La taxe de crémation ne peut être prélevée que par la commune sur le territoire de laquelle sera effectuée l'opération. Concernant les convois, la circulaire du ministère de l'Intérieur n° 97-00211 C du 12 décembre 1997 précise que : "Les convois funéraires recouvrent les opérations de transport de corps après mise en bière effectuées sur le territoire de la commune à condition qu'ils ne soient pas réalisés avec pompe ou cérémonie." Enfin, contrairement à certaines pratiques locales, il ne peut être prélevé de taxe d'exhumation (Rép. min. n° 11051 : JOAN Q, 18 avril 1994, p. 1947).
Solidarité entre les communes
Il est possible de relever enfin un nouvel art. L. 2321-5 du CGCT (loi n° 2011-302 du 22 mars 2011 portant diverses dispositions d’adaptation de la législation au droit de l’Union européenne en matière de santé, de travail et de communications électroniques ; JO du 23 mars, p. 5186) qui vient prévoir que les communes, dont les habitants représentent, au titre d’une année, plus de 10 % des parturientes ou plus de 10 % des personnes décédées dans un établissement public de santé comportant une maternité et situé sur le territoire d’une autre commune comptant moins de 3 500 habitants, contribuent financièrement aux dépenses exposées par cette autre commune pour la tenue de l’état civil et l’exercice des actes de police des funérailles, si le rapport entre le nombre des naissances constatées dans cet établissement et la population de la commune d’implantation dépasse 40 %.
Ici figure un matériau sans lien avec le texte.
/// Convert a UTF-16 column offset (from LSP Position.character) to a char
/// column within the given line. Offsets past the end clamp to the line length.
pub fn utf16_column_to_char_column(line: &str, utf16_col: u32) -> usize {
    let mut utf16_count = 0;
    for (char_idx, ch) in line.chars().enumerate() {
        if utf16_count >= utf16_col as usize {
            return char_idx;
        }
        utf16_count += ch.len_utf16();
    }
    line.chars().count()
}

/// Convert a char column back to UTF-16 code units for LSP positions
pub fn char_column_to_utf16_column(line: &str, char_col: usize) -> u32 {
    line.chars().take(char_col).map(char::len_utf16).sum::<usize>() as u32
}
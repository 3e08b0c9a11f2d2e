//
// scope.rs
//
// Scope selectors and scope-label derivation
//
// A selector is `*`, a single dot-path token such as `.source.js`, or a
// comma-separated list of alternatives where each alternative is a
// whitespace-separated list of tokens. Commas are OR, whitespace is AND.
// A token matches a scope label when all of the token's dot segments occur
// among the label's dot segments, in any order.
//

/// A parsed scope selector
#[derive(Debug, Clone, PartialEq, Eq)]
pub enum ScopeSelector {
    /// `*`: matches every scope set
    Any,
    /// OR over alternatives; each alternative is an AND over tokens, and each
    /// token is its list of dot segments
    Alternatives(Vec<Vec<Vec<String>>>),
}

impl ScopeSelector {
    pub fn parse(selector: &str) -> Self {
        let trimmed = selector.trim();
        if trimmed == "*" {
            return ScopeSelector::Any;
        }

        let alternatives = trimmed
            .split(',')
            .map(|alternative| {
                alternative
                    .split_whitespace()
                    .map(token_segments)
                    .filter(|segments| !segments.is_empty())
                    .collect::<Vec<_>>()
            })
            .filter(|tokens| !tokens.is_empty())
            .collect();

        ScopeSelector::Alternatives(alternatives)
    }

    /// Check the selector against a scope set (outermost label first).
    ///
    /// An empty selector matches nothing.
    pub fn matches<S: AsRef<str>>(&self, scope_labels: &[S]) -> bool {
        match self {
            ScopeSelector::Any => true,
            ScopeSelector::Alternatives(alternatives) => alternatives.iter().any(|tokens| {
                tokens.iter().all(|token| {
                    scope_labels
                        .iter()
                        .any(|label| token_matches_label(token, label.as_ref()))
                })
            }),
        }
    }
}

/// One-shot helper: parse `selector` and match it against `scope_labels`
pub fn matches<S: AsRef<str>>(selector: &str, scope_labels: &[S]) -> bool {
    ScopeSelector::parse(selector).matches(scope_labels)
}

fn token_segments(token: &str) -> Vec<String> {
    token
        .trim_start_matches('.')
        .split('.')
        .filter(|s| !s.is_empty())
        .map(str::to_string)
        .collect()
}

fn token_matches_label(token: &[String], label: &str) -> bool {
    let label_segments: Vec<&str> = label.split('.').collect();
    token
        .iter()
        .all(|segment| label_segments.contains(&segment.as_str()))
}

// ============================================================================
// Scope label derivation
// ============================================================================

/// Root scope for an LSP language id, e.g. `javascript` -> `source.js`
pub fn root_scope_for_language(language_id: &str) -> &'static str {
    match language_id {
        "javascript" => "source.js",
        "javascriptreact" => "source.js.jsx",
        "typescript" => "source.ts",
        "typescriptreact" => "source.tsx",
        "css" => "source.css",
        "scss" => "source.css.scss",
        "less" => "source.css.less",
        "sass" => "source.sass",
        "json" | "jsonc" => "source.json",
        "html" => "text.html.basic",
        "markdown" => "text.md",
        _ => "text.plain",
    }
}

/// Languages where `//` starts a line comment
fn has_slash_comments(language_id: &str) -> bool {
    matches!(
        language_id,
        "javascript"
            | "javascriptreact"
            | "typescript"
            | "typescriptreact"
            | "scss"
            | "sass"
            | "less"
            | "jsonc"
    )
}

/// Derive scope labels for a cursor position.
///
/// Produces the language root scope, then a comment scope when the cursor
/// follows a line comment marker (only in languages with `//` comments), or
/// else a string scope when the cursor sits inside an unterminated quoted
/// literal on the current line.
pub fn derive_scope_labels(language_id: &str, line_prefix: &str) -> Vec<String> {
    let root = root_scope_for_language(language_id);
    let suffix = root.rsplit('.').next().unwrap_or("plain");
    let mut labels = vec![root.to_string()];

    if has_slash_comments(language_id) && has_line_comment(line_prefix) {
        labels.push(format!("comment.line.{}", suffix));
    } else if let Some((_, quote)) = crate::extract::open_string_literal(line_prefix) {
        let kind = match quote {
            '\'' => "string.quoted.single",
            '"' => "string.quoted.double",
            _ => "string.template",
        };
        labels.push(format!("{}.{}", kind, suffix));
    }

    labels
}

/// True when a `//` outside any quoted literal precedes the cursor
fn has_line_comment(line_prefix: &str) -> bool {
    let mut quote: Option<char> = None;
    let mut escaped = false;
    let mut prev = '\0';
    for c in line_prefix.chars() {
        if escaped {
            escaped = false;
            prev = c;
            continue;
        }
        match quote {
            Some(q) => {
                if c == '\\' {
                    escaped = true;
                } else if c == q {
                    quote = None;
                }
            }
            None => {
                if c == '/' && prev == '/' {
                    return true;
                }
                if matches!(c, '\'' | '"' | '`') {
                    quote = Some(c);
                }
            }
        }
        prev = c;
    }
    false
}

#[cfg(test)]
mod tests {
    use super::*;

    #[test]
    fn test_star_matches_everything() {
        assert!(matches("*", &["source.js"]));
        assert!(matches(" * ", &Vec::<String>::new()));
    }

    #[test]
    fn test_single_token_with_leading_dot() {
        assert!(matches(".source.js", &["source.js", "string.quoted.single.js"]));
        assert!(matches("source.js", &["source.js"]));
        assert!(!matches(".source.ts", &["source.js"]));
    }

    #[test]
    fn test_token_segments_are_order_independent_subset() {
        // `string.js` segments are both present in the label, non-contiguously
        assert!(matches(".string.js", &["string.quoted.single.js"]));
        assert!(matches(".js.string", &["string.quoted.single.js"]));
        assert!(!matches(".string.ts", &["string.quoted.single.js"]));
    }

    #[test]
    fn test_whitespace_is_and_across_labels() {
        let scopes = ["source.js", "string.quoted.double.js"];
        assert!(matches(".source.js .string.quoted", &scopes));
        assert!(!matches(".source.css .string.quoted", &scopes));
    }

    #[test]
    fn test_comma_is_or() {
        let scopes = ["source.css.scss"];
        assert!(matches(".source.css, .source.sass", &scopes));
        assert!(matches(".source.sass, .source.css", &scopes));
        assert!(!matches(".source.sass, .source.less", &scopes));
    }

    #[test]
    fn test_empty_selector_matches_nothing() {
        assert!(!matches("", &["source.js"]));
        assert!(!matches(" , ", &["source.js"]));
    }

    #[test]
    fn test_parsed_selector_is_reusable() {
        let selector = ScopeSelector::parse(".source.js .string, .source.ts .string");
        assert!(selector.matches(&["source.ts", "string.template.ts"]));
        assert!(!selector.matches(&["source.ts"]));
    }

    #[test]
    fn test_root_scope_for_language() {
        assert_eq!(root_scope_for_language("javascript"), "source.js");
        assert_eq!(root_scope_for_language("scss"), "source.css.scss");
        assert_eq!(root_scope_for_language("rust"), "text.plain");
    }

    #[test]
    fn test_derive_scope_labels_inside_string() {
        assert_eq!(
            derive_scope_labels("javascript", "import fs from '"),
            vec!["source.js", "string.quoted.single.js"]
        );
        assert_eq!(
            derive_scope_labels("typescript", "const p = `./"),
            vec!["source.ts", "string.template.ts"]
        );
        assert_eq!(
            derive_scope_labels("scss", "@use \"part"),
            vec!["source.css.scss", "string.quoted.double.scss"]
        );
    }

    #[test]
    fn test_derive_scope_labels_outside_string() {
        assert_eq!(
            derive_scope_labels("javascript", "import fs from './a';"),
            vec!["source.js"]
        );
    }

    #[test]
    fn test_derive_scope_labels_comment() {
        assert_eq!(
            derive_scope_labels("javascript", "x(); // see ./docs"),
            vec!["source.js", "comment.line.js"]
        );
        // Quotes inside a comment do not open a literal
        assert_eq!(
            derive_scope_labels("javascript", "// see './"),
            vec!["source.js", "comment.line.js"]
        );
        // `//` inside a literal is not a comment
        assert_eq!(
            derive_scope_labels("javascript", "fetch('http://x'); y"),
            vec!["source.js"]
        );
        assert_eq!(
            derive_scope_labels("scss", "a { } // @use './"),
            vec!["source.css.scss", "comment.line.scss"]
        );
    }

    #[test]
    fn test_css_has_no_line_comments() {
        assert_eq!(
            derive_scope_labels("css", "a { background: url(http://x) } @import './"),
            vec!["source.css", "string.quoted.single.css"]
        );
        assert_eq!(
            derive_scope_labels("css", "a { } // not a comment './"),
            vec!["source.css", "string.quoted.single.css"]
        );
    }
}
//
// format.rs
//
// Formatting raw directory entries into suggestion records
//
// `text` is what gets inserted into the source, so quote characters matching
// the enclosing literal are escaped there; `display_text` shows the name as it
// is on disk.
//

use std::path::{Path, PathBuf};

use serde::{Deserialize, Serialize};

use crate::enumerate::{EntryKind, RawSuggestion};
use crate::extract::escape_quotes;
use crate::search_path::normalize_path;

/// What a suggestion refers to
#[derive(Debug, Clone, Copy, PartialEq, Eq, Serialize, Deserialize)]
#[serde(rename_all = "kebab-case")]
pub enum SuggestionKind {
    File,
    Directory,
    Module,
}

/// A suggestion ready for the host editor
#[derive(Debug, Clone, PartialEq, Eq, Serialize, Deserialize)]
#[serde(rename_all = "camelCase")]
pub struct FormattedSuggestion {
    /// Unescaped label shown to the user
    pub display_text: String,
    /// Escaped text inserted in place of `replacement_prefix`
    pub text: String,
    /// Escaped text before the cursor that the insertion replaces
    pub replacement_prefix: String,
    pub kind: SuggestionKind,
    #[serde(skip_serializing_if = "Option::is_none")]
    pub description: Option<String>,
    #[serde(skip_serializing_if = "Option::is_none")]
    pub right_label: Option<String>,
    #[serde(skip_serializing_if = "Option::is_none")]
    pub icon: Option<String>,
}

/// One provider's unformatted result
#[derive(Debug, Clone)]
pub struct RawListing {
    /// Directory the entries came from (absent for builtin-only results)
    pub directory: Option<PathBuf>,
    /// Unescaped path text typed so far
    pub typed: String,
    /// Delimiting quote of the literal being completed
    pub quote: Option<char>,
    pub entries: Vec<RawSuggestion>,
}

impl RawListing {
    /// The escaped final segment of the typed text
    fn replacement_prefix(&self) -> String {
        let segment = match self.typed.rfind('/') {
            Some(idx) => &self.typed[idx + 1..],
            None => self.typed.as_str(),
        };
        escape_quotes(segment, self.quote)
    }

    fn full_path(&self, entry: &str) -> Option<String> {
        let dir = self.directory.as_deref()?;
        let joined = normalize_path(&dir.join(entry)).unwrap_or_else(|| dir.join(entry));
        Some(joined.display().to_string())
    }
}

/// Formatter per content family
#[derive(Debug, Clone, Copy, PartialEq, Eq, Default)]
pub enum Formatter {
    #[default]
    Default,
    ModuleSpecifier,
    Stylesheet,
}

impl Formatter {
    pub fn format(&self, listing: &RawListing) -> Vec<FormattedSuggestion> {
        let replacement_prefix = listing.replacement_prefix();
        listing
            .entries
            .iter()
            .map(|raw| {
                let mut suggestion = base_suggestion(raw, listing, &replacement_prefix);
                match self {
                    Formatter::Default => decorate_default(&mut suggestion, listing),
                    Formatter::ModuleSpecifier => decorate_module(&mut suggestion, raw),
                    Formatter::Stylesheet => decorate_stylesheet(&mut suggestion, raw),
                }
                suggestion
            })
            .collect()
    }
}

fn base_suggestion(
    raw: &RawSuggestion,
    listing: &RawListing,
    replacement_prefix: &str,
) -> FormattedSuggestion {
    let (display_text, kind, icon) = match raw.kind {
        EntryKind::Dir => (format!("{}/", raw.entry), SuggestionKind::Directory, "folder"),
        EntryKind::File => (raw.entry.clone(), SuggestionKind::File, "file"),
        EntryKind::BuiltinModule => (raw.entry.clone(), SuggestionKind::Module, "package"),
    };

    let description = match raw.kind {
        EntryKind::BuiltinModule => None,
        _ => listing.full_path(&raw.entry),
    };

    FormattedSuggestion {
        text: escape_quotes(&display_text, listing.quote),
        display_text,
        replacement_prefix: replacement_prefix.to_string(),
        kind,
        description,
        right_label: None,
        icon: Some(icon.to_string()),
    }
}

fn decorate_default(suggestion: &mut FormattedSuggestion, listing: &RawListing) {
    let label = if listing.typed.starts_with('.') {
        "relative"
    } else if listing.typed.starts_with('/') {
        "project"
    } else {
        "local"
    };
    suggestion.right_label = Some(label.to_string());
}

fn decorate_module(suggestion: &mut FormattedSuggestion, raw: &RawSuggestion) {
    match raw.kind {
        EntryKind::BuiltinModule => {
            suggestion.right_label = Some("built-in module".to_string());
            suggestion.description = Some(format!("Built-in module '{}'", raw.entry));
        }
        EntryKind::Dir => {
            suggestion.kind = SuggestionKind::Module;
            suggestion.icon = Some("package".to_string());
            suggestion.right_label = Some("dependency".to_string());
        }
        EntryKind::File => {
            suggestion.right_label = Some("dependency".to_string());
        }
    }
}

fn decorate_stylesheet(suggestion: &mut FormattedSuggestion, raw: &RawSuggestion) {
    let label = match raw.kind {
        EntryKind::Dir => "directory",
        _ if is_sass_partial(&raw.entry) => "partial",
        _ => "stylesheet",
    };
    suggestion.right_label = Some(label.to_string());
}

/// `_name.scss` / `_name.sass`
fn is_sass_partial(name: &str) -> bool {
    let ext = Path::new(name)
        .extension()
        .map(|e| e.to_string_lossy().to_ascii_lowercase());
    name.starts_with('_') && matches!(ext.as_deref(), Some("scss" | "sass"))
}

#[cfg(test)]
mod tests {
    use super::*;
    use crate::extract::unescape_quotes;
    use proptest::prelude::*;

    fn listing(typed: &str, quote: Option<char>, entries: Vec<RawSuggestion>) -> RawListing {
        RawListing {
            directory: Some(PathBuf::from("/project/src")),
            typed: typed.to_string(),
            quote,
            entries,
        }
    }

    #[test]
    fn test_default_formatting() {
        let l = listing(
            "./li",
            Some('\''),
            vec![
                RawSuggestion::parent(),
                RawSuggestion::new(EntryKind::Dir, "lib"),
                RawSuggestion::new(EntryKind::File, "index.js"),
            ],
        );
        let out = Formatter::Default.format(&l);
        let display: Vec<_> = out.iter().map(|s| s.display_text.as_str()).collect();
        assert_eq!(display, vec!["../", "lib/", "index.js"]);
        assert!(out.iter().all(|s| s.replacement_prefix == "li"));
        assert_eq!(out[0].description.as_deref(), Some("/project"));
        assert_eq!(out[1].kind, SuggestionKind::Directory);
        assert_eq!(out[1].description.as_deref(), Some("/project/src/lib"));
        assert_eq!(out[2].icon.as_deref(), Some("file"));
        assert!(out
            .iter()
            .all(|s| s.right_label.as_deref() == Some("relative")));
    }

    #[test]
    fn test_quote_escaping_in_text_only() {
        let l = listing(
            "../it's/",
            Some('\''),
            vec![RawSuggestion::new(EntryKind::Dir, "o'clock")],
        );
        let out = Formatter::Default.format(&l);
        assert_eq!(out[0].display_text, "o'clock/");
        assert_eq!(out[0].text, r"o\'clock/");
        assert_eq!(out[0].replacement_prefix, "");

        let l = listing("./it's", Some('\''), vec![]);
        assert_eq!(l.replacement_prefix(), r"it\'s");
    }

    #[test]
    fn test_other_quote_is_not_escaped() {
        let l = listing(
            "./",
            Some('"'),
            vec![RawSuggestion::new(EntryKind::File, "it's.js")],
        );
        let out = Formatter::Default.format(&l);
        assert_eq!(out[0].text, "it's.js");
    }

    #[test]
    fn test_backslash_before_quote_survives_unescape() {
        let l = listing(
            "./",
            Some('\''),
            vec![RawSuggestion::new(EntryKind::File, r#"a\"b.js"#)],
        );
        let out = Formatter::Default.format(&l);
        assert_eq!(out[0].display_text, r#"a\"b.js"#);
        assert_eq!(out[0].text, r#"a\\"b.js"#);
        assert_eq!(unescape_quotes(&out[0].text), out[0].display_text);
    }

    #[test]
    fn test_default_labels() {
        let entries = vec![RawSuggestion::new(EntryKind::File, "a.js")];
        let label = |typed: &str| {
            Formatter::Default.format(&listing(typed, None, entries.clone()))[0]
                .right_label
                .clone()
        };
        assert_eq!(label("/assets/").as_deref(), Some("project"));
        assert_eq!(label("../").as_deref(), Some("relative"));
        assert_eq!(label("a").as_deref(), Some("local"));
    }

    #[test]
    fn test_module_formatting() {
        let l = RawListing {
            directory: None,
            typed: "pa".to_string(),
            quote: Some('\''),
            entries: vec![
                RawSuggestion::new(EntryKind::BuiltinModule, "path"),
                RawSuggestion::new(EntryKind::Dir, "package-a"),
            ],
        };
        let out = Formatter::ModuleSpecifier.format(&l);
        assert_eq!(out[0].display_text, "path");
        assert_eq!(out[0].kind, SuggestionKind::Module);
        assert_eq!(out[0].right_label.as_deref(), Some("built-in module"));
        assert_eq!(out[0].replacement_prefix, "pa");
        assert_eq!(out[1].display_text, "package-a/");
        assert_eq!(out[1].kind, SuggestionKind::Module);
        assert_eq!(out[1].right_label.as_deref(), Some("dependency"));
        assert_eq!(out[1].description, None);
    }

    #[test]
    fn test_stylesheet_formatting() {
        let l = listing(
            "./",
            Some('"'),
            vec![
                RawSuggestion::new(EntryKind::File, "_vars.scss"),
                RawSuggestion::new(EntryKind::File, "main.css"),
                RawSuggestion::new(EntryKind::Dir, "themes"),
            ],
        );
        let out = Formatter::Stylesheet.format(&l);
        let labels: Vec<_> = out.iter().map(|s| s.right_label.as_deref()).collect();
        assert_eq!(
            labels,
            vec![Some("partial"), Some("stylesheet"), Some("directory")]
        );
    }

    #[test]
    fn test_serializes_camel_case() {
        let l = listing("", None, vec![RawSuggestion::new(EntryKind::File, "a.js")]);
        let value = serde_json::to_value(&Formatter::Default.format(&l)[0]).unwrap();
        assert_eq!(value["displayText"], "a.js");
        assert_eq!(value["replacementPrefix"], "");
        assert_eq!(value["kind"], "file");
    }

    proptest! {
        #![proptest_config(ProptestConfig::with_cases(100))]

        /// `text` unescapes back to the display text for file and dir entries
        #[test]
        fn prop_text_unescapes_to_display(name in "[a-zA-Z0-9_'\"`\\\\ .-]{1,12}", is_dir in proptest::bool::ANY) {
            let kind = if is_dir { EntryKind::Dir } else { EntryKind::File };
            let l = listing("./", Some('\''), vec![RawSuggestion::new(kind, name.clone())]);
            let s = &Formatter::Default.format(&l)[0];
            prop_assert_eq!(unescape_quotes(&s.text), s.display_text.clone());
            let expected = if is_dir { format!("{}/", name) } else { name };
            prop_assert_eq!(s.text.clone(), escape_quotes(&expected, Some('\'')));
        }
    }
}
Ce texte précise que la contribution de chaque commune est fixée en appliquant aux dépenses visées au premier alinéa la proportion qui est due aux habitants ayant leur domicile sur son territoire dans le nombre total d’actes d’état civil ou, selon le cas, de police des funérailles constatées dans la commune d’implantation (la contribution étant due chaque année au titre des dépenses constatées l’année précédente).
Cette contribution doit être fixée d’un commun accord entre les communes concernées, et, à défaut, par le préfet. Il importe de relever que ce dispositif entre en vigueur immédiatement et va déjà concerner les charges exposées en 2010 (D. Dutrieux, "Solidarité entre communes en matière d’état civil" : un cavalier écarté du projet de loi de finances rectificative pour 2010 réintroduit dans la loi n° 2011-302 du 22 mars 2011 : JCP A 2011, act. 212).